◆ REQUIRED WORK
Please tally the lines in the records that include the word "derive" and answer with the bare number.

◆ DATA EXTRACT
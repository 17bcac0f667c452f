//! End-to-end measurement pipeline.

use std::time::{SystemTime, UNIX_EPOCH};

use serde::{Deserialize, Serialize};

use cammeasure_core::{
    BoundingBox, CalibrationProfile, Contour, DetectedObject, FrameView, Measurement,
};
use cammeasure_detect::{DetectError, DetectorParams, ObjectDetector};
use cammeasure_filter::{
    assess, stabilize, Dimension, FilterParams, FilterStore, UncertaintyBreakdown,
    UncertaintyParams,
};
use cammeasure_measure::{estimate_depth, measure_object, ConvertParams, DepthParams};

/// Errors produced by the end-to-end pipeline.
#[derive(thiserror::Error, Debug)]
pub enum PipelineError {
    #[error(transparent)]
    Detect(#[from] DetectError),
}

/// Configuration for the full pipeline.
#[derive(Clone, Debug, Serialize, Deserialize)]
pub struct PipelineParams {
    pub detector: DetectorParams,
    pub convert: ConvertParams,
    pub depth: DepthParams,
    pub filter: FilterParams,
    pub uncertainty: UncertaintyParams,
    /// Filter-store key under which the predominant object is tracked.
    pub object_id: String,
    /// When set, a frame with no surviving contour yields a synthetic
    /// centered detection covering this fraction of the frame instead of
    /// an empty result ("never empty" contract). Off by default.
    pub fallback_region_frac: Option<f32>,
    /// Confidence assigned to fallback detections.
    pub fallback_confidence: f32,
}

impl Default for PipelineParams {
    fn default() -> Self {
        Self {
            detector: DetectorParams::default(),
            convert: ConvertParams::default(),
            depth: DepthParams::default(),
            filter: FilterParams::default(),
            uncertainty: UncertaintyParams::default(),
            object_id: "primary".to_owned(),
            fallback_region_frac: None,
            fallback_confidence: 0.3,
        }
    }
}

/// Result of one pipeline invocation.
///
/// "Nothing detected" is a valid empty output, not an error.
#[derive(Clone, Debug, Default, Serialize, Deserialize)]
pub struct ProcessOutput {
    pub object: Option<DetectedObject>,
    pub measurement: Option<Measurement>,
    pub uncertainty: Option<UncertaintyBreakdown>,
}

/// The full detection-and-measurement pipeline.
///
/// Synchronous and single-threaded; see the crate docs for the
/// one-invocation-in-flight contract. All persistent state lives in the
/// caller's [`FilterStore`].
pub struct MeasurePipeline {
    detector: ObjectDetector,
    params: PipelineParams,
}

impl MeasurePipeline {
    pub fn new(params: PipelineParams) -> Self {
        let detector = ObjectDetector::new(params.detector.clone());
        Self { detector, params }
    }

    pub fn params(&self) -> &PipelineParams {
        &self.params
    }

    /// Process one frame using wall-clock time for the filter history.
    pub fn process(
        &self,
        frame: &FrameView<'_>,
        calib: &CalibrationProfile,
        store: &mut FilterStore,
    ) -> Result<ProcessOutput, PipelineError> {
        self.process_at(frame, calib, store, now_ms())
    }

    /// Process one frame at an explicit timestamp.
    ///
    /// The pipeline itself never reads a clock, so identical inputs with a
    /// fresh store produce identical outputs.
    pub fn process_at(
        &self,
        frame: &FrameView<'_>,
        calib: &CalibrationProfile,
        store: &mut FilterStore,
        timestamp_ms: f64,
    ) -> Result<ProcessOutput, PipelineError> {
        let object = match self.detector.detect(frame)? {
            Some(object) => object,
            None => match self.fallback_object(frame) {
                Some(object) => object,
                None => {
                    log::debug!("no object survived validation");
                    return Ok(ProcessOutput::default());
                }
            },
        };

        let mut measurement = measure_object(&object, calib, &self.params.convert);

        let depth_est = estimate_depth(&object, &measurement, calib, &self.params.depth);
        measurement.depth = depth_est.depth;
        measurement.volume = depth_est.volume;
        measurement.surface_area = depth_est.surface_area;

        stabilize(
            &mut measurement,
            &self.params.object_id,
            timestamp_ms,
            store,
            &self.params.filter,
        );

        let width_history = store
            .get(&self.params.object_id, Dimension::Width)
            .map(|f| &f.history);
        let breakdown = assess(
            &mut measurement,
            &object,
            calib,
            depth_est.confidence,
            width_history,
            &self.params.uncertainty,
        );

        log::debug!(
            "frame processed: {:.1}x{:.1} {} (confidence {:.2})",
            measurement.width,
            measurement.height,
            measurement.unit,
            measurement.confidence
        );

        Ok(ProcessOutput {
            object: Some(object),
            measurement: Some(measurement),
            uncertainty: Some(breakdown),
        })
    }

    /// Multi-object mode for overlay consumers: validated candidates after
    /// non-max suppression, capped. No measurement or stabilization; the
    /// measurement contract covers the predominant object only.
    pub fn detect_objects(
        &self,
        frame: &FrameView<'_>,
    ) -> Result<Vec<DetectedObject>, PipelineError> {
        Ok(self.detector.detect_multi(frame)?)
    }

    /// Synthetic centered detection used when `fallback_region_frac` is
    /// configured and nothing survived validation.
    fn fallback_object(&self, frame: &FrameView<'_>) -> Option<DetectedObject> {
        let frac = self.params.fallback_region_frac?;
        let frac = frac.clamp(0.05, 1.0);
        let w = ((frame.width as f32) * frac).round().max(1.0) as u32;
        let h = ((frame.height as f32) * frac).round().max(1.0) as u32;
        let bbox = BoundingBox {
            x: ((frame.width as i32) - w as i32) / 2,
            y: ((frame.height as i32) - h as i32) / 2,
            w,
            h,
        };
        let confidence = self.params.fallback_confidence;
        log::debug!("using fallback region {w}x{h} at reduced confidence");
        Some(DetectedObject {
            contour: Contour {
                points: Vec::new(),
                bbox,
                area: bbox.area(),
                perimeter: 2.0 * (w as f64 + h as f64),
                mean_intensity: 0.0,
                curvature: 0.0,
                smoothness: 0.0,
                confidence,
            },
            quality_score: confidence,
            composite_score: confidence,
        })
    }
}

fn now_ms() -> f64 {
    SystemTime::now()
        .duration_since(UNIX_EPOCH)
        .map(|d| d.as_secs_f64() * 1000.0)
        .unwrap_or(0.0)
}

◆ EXERCISE SOLUTION
3